→ PROBLEM STATEMENT:
The word "CoreError" marks the lines to report; pull each of them from the listing.

→ DATA RECORDS:
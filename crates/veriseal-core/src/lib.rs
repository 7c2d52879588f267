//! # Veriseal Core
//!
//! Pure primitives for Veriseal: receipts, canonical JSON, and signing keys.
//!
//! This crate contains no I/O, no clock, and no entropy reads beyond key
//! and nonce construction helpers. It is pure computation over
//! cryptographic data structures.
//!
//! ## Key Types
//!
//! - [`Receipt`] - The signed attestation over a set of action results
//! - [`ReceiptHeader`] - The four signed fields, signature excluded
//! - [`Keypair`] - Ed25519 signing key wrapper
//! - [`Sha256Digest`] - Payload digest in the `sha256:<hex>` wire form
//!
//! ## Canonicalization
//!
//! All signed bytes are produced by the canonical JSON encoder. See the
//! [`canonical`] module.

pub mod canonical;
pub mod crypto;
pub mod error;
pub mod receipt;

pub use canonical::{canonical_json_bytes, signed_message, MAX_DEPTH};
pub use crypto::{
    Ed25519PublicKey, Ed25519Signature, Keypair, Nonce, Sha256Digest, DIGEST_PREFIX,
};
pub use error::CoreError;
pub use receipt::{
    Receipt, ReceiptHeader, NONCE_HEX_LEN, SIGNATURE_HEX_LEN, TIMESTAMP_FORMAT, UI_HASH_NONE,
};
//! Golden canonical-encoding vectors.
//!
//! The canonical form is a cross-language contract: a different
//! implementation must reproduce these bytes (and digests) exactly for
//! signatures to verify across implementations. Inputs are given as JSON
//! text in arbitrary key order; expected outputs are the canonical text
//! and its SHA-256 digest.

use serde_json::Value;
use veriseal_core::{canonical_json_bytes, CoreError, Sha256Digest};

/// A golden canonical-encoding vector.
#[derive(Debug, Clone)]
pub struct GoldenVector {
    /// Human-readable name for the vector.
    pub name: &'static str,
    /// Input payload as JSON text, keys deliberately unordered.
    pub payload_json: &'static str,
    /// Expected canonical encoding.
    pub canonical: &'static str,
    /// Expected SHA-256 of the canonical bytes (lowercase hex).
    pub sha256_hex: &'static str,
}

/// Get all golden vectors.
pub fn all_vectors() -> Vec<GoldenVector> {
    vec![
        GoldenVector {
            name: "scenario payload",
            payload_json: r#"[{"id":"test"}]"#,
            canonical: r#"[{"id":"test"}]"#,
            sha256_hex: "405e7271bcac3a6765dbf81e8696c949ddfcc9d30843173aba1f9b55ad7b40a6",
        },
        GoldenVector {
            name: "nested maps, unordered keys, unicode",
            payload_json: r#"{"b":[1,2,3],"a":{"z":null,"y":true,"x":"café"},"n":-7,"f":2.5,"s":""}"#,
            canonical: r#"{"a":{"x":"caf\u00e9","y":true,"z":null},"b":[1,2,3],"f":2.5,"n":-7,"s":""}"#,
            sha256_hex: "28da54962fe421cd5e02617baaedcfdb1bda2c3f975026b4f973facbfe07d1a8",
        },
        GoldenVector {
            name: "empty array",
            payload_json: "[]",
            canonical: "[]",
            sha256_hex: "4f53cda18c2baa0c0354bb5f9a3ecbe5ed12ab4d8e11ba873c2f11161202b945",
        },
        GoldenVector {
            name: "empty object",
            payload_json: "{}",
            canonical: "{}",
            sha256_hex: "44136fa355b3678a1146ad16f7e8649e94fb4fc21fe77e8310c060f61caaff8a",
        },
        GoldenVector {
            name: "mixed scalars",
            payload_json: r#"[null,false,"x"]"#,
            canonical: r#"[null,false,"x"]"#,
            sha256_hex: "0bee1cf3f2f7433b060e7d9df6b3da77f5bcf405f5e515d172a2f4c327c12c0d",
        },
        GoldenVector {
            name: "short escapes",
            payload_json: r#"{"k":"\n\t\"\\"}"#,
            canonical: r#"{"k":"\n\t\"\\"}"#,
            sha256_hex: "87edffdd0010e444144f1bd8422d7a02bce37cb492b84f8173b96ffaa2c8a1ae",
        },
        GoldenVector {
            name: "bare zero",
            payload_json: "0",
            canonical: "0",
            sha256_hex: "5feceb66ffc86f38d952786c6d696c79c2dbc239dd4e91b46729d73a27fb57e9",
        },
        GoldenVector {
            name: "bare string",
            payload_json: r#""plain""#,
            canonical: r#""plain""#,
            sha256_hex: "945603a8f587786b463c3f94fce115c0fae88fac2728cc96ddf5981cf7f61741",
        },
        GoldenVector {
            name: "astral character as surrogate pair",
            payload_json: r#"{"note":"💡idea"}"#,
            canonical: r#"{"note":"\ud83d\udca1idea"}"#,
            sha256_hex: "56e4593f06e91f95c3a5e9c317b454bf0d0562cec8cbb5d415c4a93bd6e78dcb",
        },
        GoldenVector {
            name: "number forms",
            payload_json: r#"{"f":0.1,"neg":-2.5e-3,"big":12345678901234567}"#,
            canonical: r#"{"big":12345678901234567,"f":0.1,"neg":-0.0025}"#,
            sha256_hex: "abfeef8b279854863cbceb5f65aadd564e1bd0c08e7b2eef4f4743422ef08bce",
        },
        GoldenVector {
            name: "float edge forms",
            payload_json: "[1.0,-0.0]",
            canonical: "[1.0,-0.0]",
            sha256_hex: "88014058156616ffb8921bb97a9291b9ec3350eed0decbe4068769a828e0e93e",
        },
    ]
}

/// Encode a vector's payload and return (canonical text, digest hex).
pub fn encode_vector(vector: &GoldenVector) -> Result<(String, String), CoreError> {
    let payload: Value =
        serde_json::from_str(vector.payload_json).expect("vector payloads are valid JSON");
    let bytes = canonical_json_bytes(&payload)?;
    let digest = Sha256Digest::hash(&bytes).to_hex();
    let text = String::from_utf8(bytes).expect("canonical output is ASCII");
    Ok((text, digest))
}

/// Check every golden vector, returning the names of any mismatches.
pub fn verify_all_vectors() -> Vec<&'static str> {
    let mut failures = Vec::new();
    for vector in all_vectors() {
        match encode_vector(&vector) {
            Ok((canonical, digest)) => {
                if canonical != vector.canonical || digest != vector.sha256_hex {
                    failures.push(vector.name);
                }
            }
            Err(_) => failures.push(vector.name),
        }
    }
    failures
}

...

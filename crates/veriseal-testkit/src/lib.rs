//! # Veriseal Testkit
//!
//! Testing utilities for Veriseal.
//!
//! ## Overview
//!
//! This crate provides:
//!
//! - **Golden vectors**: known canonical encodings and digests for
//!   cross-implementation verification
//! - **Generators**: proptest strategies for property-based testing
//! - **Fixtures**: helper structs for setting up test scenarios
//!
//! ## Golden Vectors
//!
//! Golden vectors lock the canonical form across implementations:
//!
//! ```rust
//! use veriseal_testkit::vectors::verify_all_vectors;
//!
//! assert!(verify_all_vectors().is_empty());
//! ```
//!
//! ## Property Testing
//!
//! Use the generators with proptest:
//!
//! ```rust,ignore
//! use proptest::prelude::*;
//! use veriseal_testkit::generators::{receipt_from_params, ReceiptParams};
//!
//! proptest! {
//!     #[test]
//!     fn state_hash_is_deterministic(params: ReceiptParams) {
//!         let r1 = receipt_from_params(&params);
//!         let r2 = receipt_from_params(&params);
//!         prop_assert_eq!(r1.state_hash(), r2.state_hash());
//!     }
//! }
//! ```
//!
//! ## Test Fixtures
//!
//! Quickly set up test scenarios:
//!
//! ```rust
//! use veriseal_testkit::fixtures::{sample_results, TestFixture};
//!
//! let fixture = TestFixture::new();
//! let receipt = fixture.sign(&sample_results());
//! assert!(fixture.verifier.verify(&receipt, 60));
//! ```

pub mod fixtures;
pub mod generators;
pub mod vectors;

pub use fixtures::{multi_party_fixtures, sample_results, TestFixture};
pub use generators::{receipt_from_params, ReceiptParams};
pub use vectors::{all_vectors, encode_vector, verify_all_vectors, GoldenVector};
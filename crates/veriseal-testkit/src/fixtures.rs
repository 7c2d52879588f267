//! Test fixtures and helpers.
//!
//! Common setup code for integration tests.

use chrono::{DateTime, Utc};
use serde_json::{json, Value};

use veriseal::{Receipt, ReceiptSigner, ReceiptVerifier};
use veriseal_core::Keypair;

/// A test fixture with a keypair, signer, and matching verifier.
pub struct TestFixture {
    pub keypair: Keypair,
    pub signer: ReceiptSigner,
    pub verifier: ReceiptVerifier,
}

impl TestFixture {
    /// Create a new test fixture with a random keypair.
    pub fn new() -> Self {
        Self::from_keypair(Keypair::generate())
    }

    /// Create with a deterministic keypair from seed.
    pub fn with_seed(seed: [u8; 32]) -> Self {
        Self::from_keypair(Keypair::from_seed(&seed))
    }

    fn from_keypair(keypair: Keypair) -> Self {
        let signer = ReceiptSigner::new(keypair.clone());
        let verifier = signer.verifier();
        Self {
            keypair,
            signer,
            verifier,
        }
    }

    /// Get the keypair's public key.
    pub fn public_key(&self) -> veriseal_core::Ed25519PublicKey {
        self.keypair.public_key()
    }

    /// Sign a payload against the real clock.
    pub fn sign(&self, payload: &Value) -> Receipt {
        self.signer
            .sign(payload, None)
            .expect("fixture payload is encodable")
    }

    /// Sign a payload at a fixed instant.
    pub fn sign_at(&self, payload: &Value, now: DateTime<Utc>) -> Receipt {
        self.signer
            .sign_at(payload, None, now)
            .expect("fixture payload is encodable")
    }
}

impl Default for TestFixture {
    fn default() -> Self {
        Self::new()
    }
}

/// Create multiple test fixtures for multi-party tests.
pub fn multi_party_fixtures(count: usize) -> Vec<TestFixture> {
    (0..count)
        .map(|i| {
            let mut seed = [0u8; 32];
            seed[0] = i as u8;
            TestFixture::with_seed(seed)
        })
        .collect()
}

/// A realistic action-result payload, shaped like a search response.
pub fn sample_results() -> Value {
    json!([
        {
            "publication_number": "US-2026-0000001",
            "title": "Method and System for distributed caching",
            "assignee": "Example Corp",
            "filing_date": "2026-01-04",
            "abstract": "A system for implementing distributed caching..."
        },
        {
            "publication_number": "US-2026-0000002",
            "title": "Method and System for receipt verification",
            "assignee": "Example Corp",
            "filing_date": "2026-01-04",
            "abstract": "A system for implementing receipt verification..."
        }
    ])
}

→ THE ANSWER:
pub use error::CoreError;
use veriseal_core::{canonical_json_bytes, CoreError, Sha256Digest};
pub fn encode_vector(vector: &GoldenVector) -> Result<(String, String), CoreError> {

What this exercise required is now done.